## EXERCISE DIRECTIONS
Only the lines that include "tracing" should be copied from the data below.

(Data excerpts)
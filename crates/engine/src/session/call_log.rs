// Hookscope - Live Trace Monitor for Binder Daemons
// Copyright (C) 2024 Zhuo Zhang and Wuqi Zhang
//
// This program is free software: you can redistribute it and/or modify
// it under the terms of the GNU Affero General Public License as published by
// the Free Software Foundation, either version 3 of the License, or
// (at your option) any later version.
//
// This program is distributed in the hope that it will be useful,
// but WITHOUT ANY WARRANTY; without even the implied warranty of
// MERCHANTABILITY or FITNESS FOR A PARTICULAR PURPOSE. See the
// GNU Affero General Public License for more details.
//
// You should have received a copy of the GNU Affero General Public License
// along with this program. If not, see <https://www.gnu.org/licenses/>.

//! Call logger and log feed.
//!
//! [`CallLogger`] is the only component issuing RPC calls. Every call is
//! recorded before dispatch and again once it settles, both in the operator
//! facing [`LogFeed`] and through `tracing`.

use crate::{
    error::TransportError,
    rpc::{Reply, Transport},
};
use chrono::{DateTime, Local};
use serde_json::Value;
use std::{collections::VecDeque, fmt};
use thiserror::Error;
use tracing::{debug, warn};

/// Default capacity of a [`LogFeed`]
pub const DEFAULT_MAX_LOG_ENTRIES: usize = 1000;

/// Category of a log entry
#[derive(Debug, Clone, Copy, PartialEq, Eq)]
pub enum LogKind {
    /// A call was dispatched
    SendRequest,
    /// A call settled successfully
    ReceiveSuccess,
    /// A call was rejected or the channel failed
    ReceiveError,
    /// A trace event arrived
    TraceEvent,
    /// A push that is not a trace event arrived
    UnexpectedEvent,
    /// Any other failure worth showing
    Error,
}

impl LogKind {
    /// Short class name of the kind
    pub fn as_str(&self) -> &'static str {
        match self {
            Self::SendRequest => "call",
            Self::ReceiveSuccess => "retok",
            Self::ReceiveError => "reterr",
            Self::TraceEvent => "trace",
            Self::UnexpectedEvent => "event",
            Self::Error => "error",
        }
    }
}

/// One entry of the log feed
#[derive(Debug, Clone)]
pub struct LogEntry {
    /// When the entry was recorded
    pub at: DateTime<Local>,
    /// Entry category
    pub kind: LogKind,
    /// Short tag, e.g. `send request`
    pub tag: String,
    /// Free-form content
    pub content: String,
}

/// Append-only, operator-clearable log of the session
///
/// While disabled, entries are dropped rather than queued. The feed keeps at
/// most `max_entries` entries, evicting the oldest first.
#[derive(Debug, Clone)]
pub struct LogFeed {
    entries: VecDeque<LogEntry>,
    enabled: bool,
    max_entries: usize,
}

impl Default for LogFeed {
    fn default() -> Self {
        Self::new(false, DEFAULT_MAX_LOG_ENTRIES)
    }
}

impl LogFeed {
    /// Create a feed
    pub fn new(enabled: bool, max_entries: usize) -> Self {
        Self { entries: VecDeque::new(), enabled, max_entries: max_entries.max(1) }
    }

    /// Record an entry; returns whether it was kept
    pub fn push(&mut self, kind: LogKind, tag: impl Into<String>, content: impl Into<String>) -> bool {
        if !self.enabled {
            return false;
        }
        if self.entries.len() == self.max_entries {
            self.entries.pop_front();
        }
        self.entries.push_back(LogEntry {
            at: Local::now(),
            kind,
            tag: tag.into(),
            content: content.into(),
        });
        true
    }

    /// Record an error entry with a pretty-printed JSON body
    pub fn push_error(&mut self, tag: impl Into<String>, body: &Value) -> bool {
        self.push(LogKind::Error, tag, pretty(body))
    }

    /// Enable or disable recording
    pub fn set_enabled(&mut self, enabled: bool) {
        self.enabled = enabled;
    }

    /// Whether entries are being recorded
    pub fn is_enabled(&self) -> bool {
        self.enabled
    }

    /// Drop every entry
    pub fn clear(&mut self) {
        self.entries.clear();
    }

    /// Entries, oldest first
    pub fn entries(&self) -> impl Iterator<Item = &LogEntry> {
        self.entries.iter()
    }

    /// Number of entries
    pub fn len(&self) -> usize {
        self.entries.len()
    }

    /// Whether the feed holds no entry
    pub fn is_empty(&self) -> bool {
        self.entries.is_empty()
    }
}

/// Why a call did not succeed
#[derive(Debug, Clone, Error)]
pub enum CallFailure {
    /// The daemon answered with an error status
    #[error("request rejected: {}", describe_rejection(.0))]
    Rejected(Reply),
    /// The channel failed before a reply arrived
    #[error(transparent)]
    Transport(#[from] TransportError),
}

fn describe_rejection(reply: &Reply) -> String {
    match &reply.request.info {
        Some(info) => format!("{} ({info})", reply.request.status),
        None => reply.request.status.clone(),
    }
}

impl CallFailure {
    /// Whether the channel itself is gone
    pub fn is_closed(&self) -> bool {
        matches!(self, Self::Transport(TransportError::Closed))
    }
}

/// Explicit outcome of a call
pub type CallOutcome = Result<Reply, CallFailure>;

/// Wraps a transport and logs every call
pub struct CallLogger<T> {
    transport: T,
    feed: LogFeed,
}

impl<T: fmt::Debug> fmt::Debug for CallLogger<T> {
    fn fmt(&self, f: &mut fmt::Formatter<'_>) -> fmt::Result {
        f.debug_struct("CallLogger").field("transport", &self.transport).finish_non_exhaustive()
    }
}

impl<T: Transport> CallLogger<T> {
    /// Wrap `transport`, recording into `feed`
    pub fn new(transport: T, feed: LogFeed) -> Self {
        Self { transport, feed }
    }

    /// Call `api_verb` with `args`
    ///
    /// Logs `send request` before dispatch, then `receive success` or
    /// `receive error` with the reply. A reply whose status is not `success`
    /// becomes [`CallFailure::Rejected`].
    pub async fn call(&mut self, api_verb: &str, args: Value) -> CallOutcome {
        let call = format!("{api_verb}({})", pretty(&args));
        debug!(api_verb, args = %args, "Sending request");
        self.feed.push(LogKind::SendRequest, "send request", call.as_str());

        match self.transport.call(api_verb, args).await {
            Ok(reply) if reply.is_success() => {
                debug!(api_verb, "Request succeeded");
                self.feed.push(
                    LogKind::ReceiveSuccess,
                    "receive success",
                    format!("{call} -> {}", pretty_reply(&reply)),
                );
                Ok(reply)
            }
            Ok(reply) => {
                warn!(api_verb, status = %reply.request.status, "Request rejected");
                self.feed.push(
                    LogKind::ReceiveError,
                    "receive error",
                    format!("{call} -> {}", pretty_reply(&reply)),
                );
                Err(CallFailure::Rejected(reply))
            }
            Err(e) => {
                warn!(api_verb, "Request failed: {e}");
                self.feed.push(LogKind::ReceiveError, "receive error", format!("{call} -> {e}"));
                Err(CallFailure::Transport(e))
            }
        }
    }

    /// The wrapped transport
    pub fn transport(&self) -> &T {
        &self.transport
    }

    /// The log feed
    pub fn feed(&self) -> &LogFeed {
        &self.feed
    }

    /// The log feed, mutably
    pub fn feed_mut(&mut self) -> &mut LogFeed {
        &mut self.feed
    }
}

fn pretty(value: &Value) -> String {
    serde_json::to_string_pretty(value).unwrap_or_else(|_| value.to_string())
}

fn pretty_reply(reply: &Reply) -> String {
    serde_json::to_string_pretty(reply).unwrap_or_else(|_| format!("{reply:?}"))
}

#[cfg(test)]
mod tests {
    use super::*;
    use crate::test_utils::{mock_transport, FakeDaemon};
    use serde_json::json;

    #[test]
    fn test_disabled_feed_drops_entries() {
        let mut feed = LogFeed::new(false, 10);
        assert!(!feed.push(LogKind::Error, "tag", "dropped"));
        assert!(feed.is_empty());

        feed.set_enabled(true);
        assert!(feed.push(LogKind::Error, "tag", "kept"));
        assert_eq!(feed.len(), 1);

        feed.clear();
        assert!(feed.is_empty());
    }

    #[test]
    fn test_feed_is_bounded() {
        let mut feed = LogFeed::new(true, 3);
        for i in 0..5 {
            feed.push(LogKind::SendRequest, "send request", i.to_string());
        }
        let contents: Vec<_> = feed.entries().map(|e| e.content.as_str()).collect();
        assert_eq!(contents, ["2", "3", "4"]);
    }

    #[tokio::test]
    async fn test_success_logs_two_entries() {
        let (transport, _events, handle) = mock_transport(FakeDaemon::new());
        let mut logger = CallLogger::new(transport, LogFeed::new(true, 10));

        let reply = logger.call("monitor/get", json!({"verbosity": true})).await.unwrap();
        assert!(reply.is_success());

        let entries: Vec<_> = logger.feed().entries().collect();
        assert_eq!(entries.len(), 2);
        assert_eq!(entries[0].kind, LogKind::SendRequest);
        assert_eq!(entries[0].tag, "send request");
        assert!(entries[0].content.starts_with("monitor/get("));
        assert_eq!(entries[1].kind, LogKind::ReceiveSuccess);
        assert!(entries[1].content.contains(" -> "));
        assert_eq!(handle.calls().len(), 1);
    }

    #[tokio::test]
    async fn test_rejection_is_a_value_not_a_panic() {
        let (transport, _events, _handle) = mock_transport(FakeDaemon::new());
        let mut logger = CallLogger::new(transport, LogFeed::new(true, 10));

        let failure = logger.call("monitor/unknown", json!(null)).await.unwrap_err();
        assert!(matches!(failure, CallFailure::Rejected(_)));
        assert!(!failure.is_closed());

        let last = logger.feed().entries().last().unwrap();
        assert_eq!(last.kind, LogKind::ReceiveError);
        assert_eq!(last.tag, "receive error");
    }

    #[tokio::test]
    async fn test_closed_transport_reports_transport_failure() {
        let (transport, _events, handle) = mock_transport(FakeDaemon::new());
        handle.close();
        let mut logger = CallLogger::new(transport, LogFeed::default());

        let failure = logger.call("monitor/get", json!({})).await.unwrap_err();
        assert!(failure.is_closed());
        // Disabled by default
        assert!(logger.feed().is_empty());
    }
}
// Hookscope - Live Trace Monitor for Binder Daemons
// Copyright (C) 2024 Zhuo Zhang and Wuqi Zhang
//
// This program is free software: you can redistribute it and/or modify
// it under the terms of the GNU Affero General Public License as published by
// the Free Software Foundation, either version 3 of the License, or
// (at your option) any later version.
//
// This program is distributed in the hope that it will be useful,
// but WITHOUT ANY WARRANTY; without even the implied warranty of
// MERCHANTABILITY or FITNESS FOR A PARTICULAR PURPOSE. See the
// GNU Affero General Public License for more details.
//
// You should have received a copy of the GNU Affero General Public License
// along with this program. If not, see <https://www.gnu.org/licenses/>.

//! Configuration of the Hookscope console
//!
//! Stored as TOML in `~/.hookscope.toml`. Every section is optional in the
//! file; missing values take their defaults.

use crossterm::style::Color;
use eyre::{Context, Result};
use hookscope_engine::{
    RenderDepths, SessionConfig, DEFAULT_MAX_LOG_ENTRIES, DEFAULT_MAX_TRACE_EVENTS,
    DEFAULT_MONITOR_API,
};
use serde::{Deserialize, Serialize};
use std::{
    fs,
    path::{Path, PathBuf},
};
use tracing::{debug, info, warn};

/// Main configuration structure
#[derive(Debug, Clone, Default, PartialEq, Eq, Serialize, Deserialize)]
#[serde(default)]
pub struct Config {
    /// Where to connect
    pub connection: ConnectionConfig,
    /// Monitoring API settings
    pub monitor: MonitorConfig,
    /// Call log settings
    pub log: LogConfig,
    /// Trace event settings
    pub trace: TraceConfig,
    /// Output colors
    pub style: StyleConfig,
}

/// Connection settings
#[derive(Debug, Clone, PartialEq, Eq, Serialize, Deserialize)]
#[serde(default)]
pub struct ConnectionConfig {
    /// Daemon address, `host:port`
    pub host: String,
    /// Opaque access token
    pub token: Option<String>,
}

/// Monitoring API settings
#[derive(Debug, Clone, PartialEq, Eq, Serialize, Deserialize)]
#[serde(default)]
pub struct MonitorConfig {
    /// Name of the monitoring API
    pub api: String,
    /// Show trace events generated by the monitoring API itself
    pub show_monitor_events: bool,
    /// Print permission metadata of operations
    pub show_permissions: bool,
}

/// Call log settings
#[derive(Debug, Clone, PartialEq, Eq, Serialize, Deserialize)]
#[serde(default)]
pub struct LogConfig {
    /// Record calls and events in the log feed
    pub enabled: bool,
    /// Maximum number of entries kept
    pub max_entries: usize,
}

/// Trace event settings
#[derive(Debug, Clone, PartialEq, Eq, Serialize, Deserialize)]
#[serde(default)]
pub struct TraceConfig {
    /// Maximum number of trace events kept
    pub max_events: usize,
    /// Rendering depth of event descriptors
    pub descriptor_depth: usize,
    /// Rendering depth of event payloads
    pub data_depth: usize,
}

/// Output colors, by name
#[derive(Debug, Clone, PartialEq, Eq, Serialize, Deserialize)]
#[serde(default)]
pub struct StyleConfig {
    /// Use colors when writing to a terminal
    pub enabled: bool,
    /// Numbers
    pub number: String,
    /// Strings
    pub string: String,
    /// Booleans
    pub boolean: String,
    /// `null`
    pub null: String,
    /// Truncated containers
    pub json: String,
    /// Keys and names
    pub key: String,
    /// Event tags
    pub tag: String,
    /// Errors
    pub error: String,
}

impl Default for ConnectionConfig {
    fn default() -> Self {
        Self { host: "localhost:1234".to_string(), token: None }
    }
}

impl Default for MonitorConfig {
    fn default() -> Self {
        Self {
            api: DEFAULT_MONITOR_API.to_string(),
            show_monitor_events: false,
            show_permissions: false,
        }
    }
}

impl Default for LogConfig {
    fn default() -> Self {
        Self { enabled: false, max_entries: DEFAULT_MAX_LOG_ENTRIES }
    }
}

impl Default for TraceConfig {
    fn default() -> Self {
        let depths = RenderDepths::default();
        Self {
            max_events: DEFAULT_MAX_TRACE_EVENTS,
            descriptor_depth: depths.descriptor,
            data_depth: depths.data,
        }
    }
}

impl Default for StyleConfig {
    fn default() -> Self {
        Self {
            enabled: true,
            number: "dark_yellow".to_string(),
            string: "green".to_string(),
            boolean: "blue".to_string(),
            null: "magenta".to_string(),
            json: "gray".to_string(),
            key: "cyan".to_string(),
            tag: "yellow".to_string(),
            error: "red".to_string(),
        }
    }
}

impl Config {
    /// Get the config file path (~/.hookscope.toml)
    pub fn config_path() -> Result<PathBuf> {
        let home =
            dirs::home_dir().ok_or_else(|| eyre::eyre!("Unable to determine home directory"))?;
        Ok(home.join(".hookscope.toml"))
    }

    /// Load the configuration from the default path
    pub fn load() -> Result<Self> {
        Self::load_from(&Self::config_path()?)
    }

    /// Load configuration from `path`, creating a default file if it doesn't exist
    pub fn load_from(path: &Path) -> Result<Self> {
        if !path.exists() {
            info!("Config file not found, creating default at {:?}", path);
            let default_config = Self::default();
            if let Err(e) = default_config.save_to(path) {
                warn!("Could not write default config: {e:#}");
            }
            return Ok(default_config);
        }

        let content = fs::read_to_string(path)
            .with_context(|| format!("Failed to read config file: {path:?}"))?;
        let config: Self =
            toml::from_str(&content).with_context(|| "Failed to parse config file as TOML")?;

        debug!("Loaded configuration from {:?}", path);
        Ok(config)
    }

    /// Save configuration to `path`
    pub fn save_to(&self, path: &Path) -> Result<()> {
        let content =
            toml::to_string_pretty(self).with_context(|| "Failed to serialize config to TOML")?;
        fs::write(path, content)
            .with_context(|| format!("Failed to write config file: {path:?}"))?;

        debug!("Saved configuration to {:?}", path);
        Ok(())
    }

    /// Session settings derived from this configuration
    pub fn session_config(&self) -> SessionConfig {
        SessionConfig {
            monitor_api: self.monitor.api.clone(),
            show_monitor_events: self.monitor.show_monitor_events,
            log_enabled: self.log.enabled,
            max_log_entries: self.log.max_entries,
            max_trace_events: self.trace.max_events,
        }
    }

    /// Rendering depths of trace events
    pub fn render_depths(&self) -> RenderDepths {
        RenderDepths { descriptor: self.trace.descriptor_depth, data: self.trace.data_depth }
    }

    /// Convert a color name to a crossterm [`Color`]
    pub fn parse_color(color_str: &str) -> Color {
        match color_str.to_lowercase().as_str() {
            "black" => Color::Black,
            "red" => Color::Red,
            "dark_red" => Color::DarkRed,
            "green" => Color::Green,
            "dark_green" => Color::DarkGreen,
            "yellow" => Color::Yellow,
            "dark_yellow" => Color::DarkYellow,
            "blue" => Color::Blue,
            "dark_blue" => Color::DarkBlue,
            "magenta" => Color::Magenta,
            "dark_magenta" => Color::DarkMagenta,
            "cyan" => Color::Cyan,
            "dark_cyan" => Color::DarkCyan,
            "gray" | "grey" => Color::Grey,
            "dark_gray" | "dark_grey" => Color::DarkGrey,
            "white" => Color::White,
            _ => {
                warn!("Unknown color '{}', using default grey", color_str);
                Color::Grey
            }
        }
    }
}

#[cfg(test)]
mod tests {
    use super::*;

    #[test]
    fn test_missing_file_creates_default() {
        let dir = tempfile::tempdir().unwrap();
        let path = dir.path().join("hookscope.toml");

        let config = Config::load_from(&path).unwrap();
        assert_eq!(config, Config::default());
        assert!(path.exists());
        assert_eq!(Config::load_from(&path).unwrap(), config);
    }

    #[test]
    fn test_partial_file_keeps_defaults() {
        let dir = tempfile::tempdir().unwrap();
        let path = dir.path().join("hookscope.toml");
        fs::write(
            &path,
            r#"
[connection]
host = "10.0.0.2:1234"
token = "HELLO"

[trace]
data_depth = 3
"#,
        )
        .unwrap();

        let config = Config::load_from(&path).unwrap();
        assert_eq!(config.connection.host, "10.0.0.2:1234");
        assert_eq!(config.connection.token.as_deref(), Some("HELLO"));
        assert_eq!(config.trace.data_depth, 3);
        assert_eq!(config.trace.descriptor_depth, 4);
        assert_eq!(config.monitor.api, "monitor");
        assert_eq!(config.render_depths(), RenderDepths { descriptor: 4, data: 3 });
    }

    #[test]
    fn test_invalid_file_is_an_error() {
        let dir = tempfile::tempdir().unwrap();
        let path = dir.path().join("hookscope.toml");
        fs::write(&path, "connection = 3").unwrap();

        let err = Config::load_from(&path).unwrap_err();
        assert!(format!("{err:#}").contains("TOML"));
    }

    #[test]
    fn test_session_config_mapping() {
        let mut config = Config::default();
        config.monitor.api = "mon".to_string();
        config.log.enabled = true;

        let session = config.session_config();
        assert_eq!(session.monitor_api, "mon");
        assert!(session.log_enabled);
        assert_eq!(session.max_trace_events, DEFAULT_MAX_TRACE_EVENTS);
    }

    #[test]
    fn test_parse_color() {
        assert_eq!(Config::parse_color("Green"), Color::Green);
        assert_eq!(Config::parse_color("dark_grey"), Color::DarkGrey);
        assert_eq!(Config::parse_color("chartreuse"), Color::Grey);
    }
}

## EXERCISE RESULT
//! facing [`LogFeed`] and through `tracing`.
use tracing::{debug, warn};
use tracing::{debug, info, warn};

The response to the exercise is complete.